Offshore tax evaders face new criminal offence

FAILURE TO DISCLOSE taxable offshore income and gains is to be treated as a new criminal offence, under proposals announced today.

In two consultation documents, HM Revenue & Customs is seeking views on the design of the new criminal offence, appropriate safeguards and also tougher civil sanctions for offshore evaders including those who move their taxable assets between offshore banks in different countries in an attempt to hide their wealth.

The majority of offshore cases will continue to be dealt with through a civil approach, the taxman said.

The consultation examines situations in which individuals move assets from one offshore centre that has tightened its tax-information-sharing laws to another that has not.

The 20-year rule limiting how far back HMRC can examine taxpayer’s affairs could also be suspended.

CIoT council member Gary Ashford, who represents the instute on HMRC’s Compliance Reform Forum, said the consultation appears to be a very open one.
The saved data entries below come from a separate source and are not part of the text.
// ABOUTME: bind_transmitter / bind_receiver / bind_transceiver requests and their responses
// ABOUTME: The three bind flavours share one body layout and differ only in command id

use crate::codec::{
    CodecError, Decodable, Encodable, PduHeader, decode_cstring, decode_u8, encode_cstring,
};
use crate::datatypes::tlv::{Tlv, decode_tlvs, encode_tlvs};
use crate::datatypes::{CommandId, InterfaceVersion, NumericPlanIndicator, TypeOfNumber};
use bytes::{Buf, BufMut, BytesMut};
use std::io::Cursor;

pub const MAX_SYSTEM_ID_LEN: usize = 15;
pub const MAX_PASSWORD_LEN: usize = 8;
pub const MAX_SYSTEM_TYPE_LEN: usize = 12;
pub const MAX_ADDRESS_RANGE_LEN: usize = 40;

/// Session role requested from the SMSC.
#[derive(Copy, Clone, Debug, PartialEq, Eq, Hash)]
pub enum BindMode {
    Transmitter,
    Receiver,
    Transceiver,
}

impl BindMode {
    pub fn command_id(self) -> CommandId {
        match self {
            BindMode::Transmitter => CommandId::BindTransmitter,
            BindMode::Receiver => CommandId::BindReceiver,
            BindMode::Transceiver => CommandId::BindTransceiver,
        }
    }

    pub fn from_command_id(id: CommandId) -> Option<Self> {
        match id {
            CommandId::BindTransmitter | CommandId::BindTransmitterResp => {
                Some(BindMode::Transmitter)
            }
            CommandId::BindReceiver | CommandId::BindReceiverResp => Some(BindMode::Receiver),
            CommandId::BindTransceiver | CommandId::BindTransceiverResp => {
                Some(BindMode::Transceiver)
            }
            _ => None,
        }
    }

    pub fn can_transmit(self) -> bool {
        matches!(self, BindMode::Transmitter | BindMode::Transceiver)
    }

    pub fn can_receive(self) -> bool {
        matches!(self, BindMode::Receiver | BindMode::Transceiver)
    }
}

#[derive(Clone, Debug, PartialEq)]
pub struct BindRequest {
    pub mode: BindMode,
    pub sequence_number: u32,
    pub system_id: String,
    pub password: String,
    pub system_type: String,
    pub interface_version: InterfaceVersion,
    pub addr_ton: TypeOfNumber,
    pub addr_npi: NumericPlanIndicator,
    pub address_range: String,
}

impl BindRequest {
    pub fn new(mode: BindMode, sequence_number: u32, system_id: &str, password: &str) -> Self {
        BindRequest {
            mode,
            sequence_number,
            system_id: system_id.to_string(),
            password: password.to_string(),
            system_type: String::new(),
            interface_version: InterfaceVersion::SmppV34,
            addr_ton: TypeOfNumber::Unknown,
            addr_npi: NumericPlanIndicator::Unknown,
            address_range: String::new(),
        }
    }
}

impl Encodable for BindRequest {
    fn encode(&self, buf: &mut BytesMut) -> Result<(), CodecError> {
        PduHeader::new(self.mode.command_id(), 0, self.sequence_number).encode(buf);
        encode_cstring(buf, &self.system_id, MAX_SYSTEM_ID_LEN, "system_id")?;
        encode_cstring(buf, &self.password, MAX_PASSWORD_LEN, "password")?;
        encode_cstring(buf, &self.system_type, MAX_SYSTEM_TYPE_LEN, "system_type")?;
        buf.put_u8(self.interface_version as u8);
        buf.put_u8(self.addr_ton as u8);
        buf.put_u8(self.addr_npi as u8);
        encode_cstring(buf, &self.address_range, MAX_ADDRESS_RANGE_LEN, "address_range")?;
        Ok(())
    }
}

impl Decodable for BindRequest {
    fn decode(header: PduHeader, buf: &mut Cursor<&[u8]>) -> Result<Self, CodecError> {
        let mode = header
            .command()
            .and_then(BindMode::from_command_id)
            .ok_or(CodecError::UnexpectedCommandId {
                expected: CommandId::BindTransceiver,
                actual: header.command_id,
            })?;

        let system_id = decode_cstring(buf, MAX_SYSTEM_ID_LEN, "system_id")?;
        let password = decode_cstring(buf, MAX_PASSWORD_LEN, "password")?;
        let system_type = decode_cstring(buf, MAX_SYSTEM_TYPE_LEN, "system_type")?;
        let version = decode_u8(buf)?;
        let interface_version =
            InterfaceVersion::try_from(version).map_err(|_| CodecError::FieldValidation {
                field: "interface_version",
                reason: format!("unsupported version {version:#04x}"),
            })?;
        let addr_ton = TypeOfNumber::from_wire(decode_u8(buf)?);
        let addr_npi = NumericPlanIndicator::from_wire(decode_u8(buf)?);
        let address_range = decode_cstring(buf, MAX_ADDRESS_RANGE_LEN, "address_range")?;

        Ok(BindRequest {
            mode,
            sequence_number: header.sequence_number,
            system_id,
            password,
            system_type,
            interface_version,
            addr_ton,
            addr_npi,
            address_range,
        })
    }
}

/// Response to any of the three binds.
#[derive(Clone, Debug, PartialEq)]
pub struct BindResponse {
    pub mode: BindMode,
    pub command_status: u32,
    pub sequence_number: u32,
    /// SMSC identifier. May be empty when the bind was refused.
    pub system_id: String,
    pub tlvs: Vec<Tlv>,
}

impl BindResponse {
    pub fn new(mode: BindMode, sequence_number: u32, command_status: u32, system_id: &str) -> Self {
        BindResponse {
            mode,
            command_status,
            sequence_number,
            system_id: system_id.to_string(),
            tlvs: Vec::new(),
        }
    }
}

impl Encodable for BindResponse {
    fn encode(&self, buf: &mut BytesMut) -> Result<(), CodecError> {
        PduHeader::new(
            self.mode.command_id().response(),
            self.command_status,
            self.sequence_number,
        )
        .encode(buf);
        encode_cstring(buf, &self.system_id, MAX_SYSTEM_ID_LEN, "system_id")?;
        encode_tlvs(buf, &self.tlvs)
    }
}

impl Decodable for BindResponse {
    fn decode(header: PduHeader, buf: &mut Cursor<&[u8]>) -> Result<Self, CodecError> {
        let mode = header
            .command()
            .and_then(BindMode::from_command_id)
            .ok_or(CodecError::UnexpectedCommandId {
                expected: CommandId::BindTransceiverResp,
                actual: header.command_id,
            })?;

        // error responses frequently arrive without a body
        let system_id = if buf.has_remaining() {
            decode_cstring(buf, MAX_SYSTEM_ID_LEN, "system_id")?
        } else {
            String::new()
        };
        let tlvs = decode_tlvs(buf)?;

        Ok(BindResponse {
            mode,
            command_status: header.command_status,
            sequence_number: header.sequence_number,
            system_id,
            tlvs,
        })
    }
}

#[cfg(test)]
mod tests {
    use super::*;
    use crate::codec::Frame;
    use crate::datatypes::tlv::tags;

    #[test]
    fn bind_transceiver_wire_layout() {
        let bytes = BindRequest::new(BindMode::Transceiver, 1, "esme", "pw")
            .to_bytes()
            .unwrap();
        assert_eq!(&bytes[0..4], &(bytes.len() as u32).to_be_bytes());
        assert_eq!(&bytes[4..8], &9u32.to_be_bytes());
        assert_eq!(&bytes[12..16], &1u32.to_be_bytes());
        // system_id, password, empty system_type, version, ton, npi, empty range
        assert_eq!(&bytes[16..], b"esme\0pw\0\0\x34\x00\x00\0");
    }

    #[test]
    fn each_mode_uses_its_command_id() {
        for (mode, id) in [
            (BindMode::Transmitter, 2u32),
            (BindMode::Receiver, 1),
            (BindMode::Transceiver, 9),
        ] {
            let bytes = BindRequest::new(mode, 5, "a", "b").to_bytes().unwrap();
            assert_eq!(&bytes[4..8], &id.to_be_bytes());
            match Frame::decode(&bytes).unwrap() {
                Frame::Bind(req) => assert_eq!(req.mode, mode),
                other => panic!("unexpected frame {other:?}"),
            }
        }
    }

    #[test]
    fn overlong_password_fails_encode() {
        let err = BindRequest::new(BindMode::Transmitter, 1, "esme", "123456789")
            .to_bytes()
            .unwrap_err();
        assert!(matches!(err, CodecError::FieldTooLong { field: "password", .. }));
    }

    #[test]
    fn bind_resp_with_tlv() {
        let mut resp = BindResponse::new(BindMode::Transmitter, 3, 0, "SMSC");
        resp.tlvs.push(Tlv::from_u8(tags::SC_INTERFACE_VERSION, 0x34));
        let bytes = resp.to_bytes().unwrap();
        assert_eq!(Frame::decode(&bytes).unwrap(), Frame::BindResp(resp));
    }

    #[test]
    fn bodyless_error_resp_decodes() {
        let bytes = crate::codec::encode_header(CommandId::BindTransceiverResp, 0x0D, 8, 0);
        match Frame::decode(&bytes).unwrap() {
            Frame::BindResp(resp) => {
                assert_eq!(resp.command_status, 0x0D);
                assert_eq!(resp.mode, BindMode::Transceiver);
                assert!(resp.system_id.is_empty());
            }
            other => panic!("unexpected frame {other:?}"),
        }
    }
}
“Having read the documents, there’s no attitude of ‘thou shalt not do this or that’. Several options have been put forward and it’s open to views and dialogue,” he said.

“There is a risk in terms of strict liability safeguards, which could entail changes to tax returns and burden taxpayers. In terms of the civil powers, there is merit to what they’re trying to do, and this illustrates HMRC’s long-term commitment to tackling offshore tax evasion.”

David Gauke, financial secretary to the Treasury, said investors “must pay the tax they owe here”.

“Thanks to this government’s leadership, countries across the world have agreed to share information on offshore accounts,” he said. “Over 56,000 people have already told HMRC about what they owe offshore and HMRC has offered opportunities to clear things up as quickly and easily as possible. Those that don’t come forward must face tough consequences, including a criminal conviction.”

Both consultation periods end on 31 October 2014.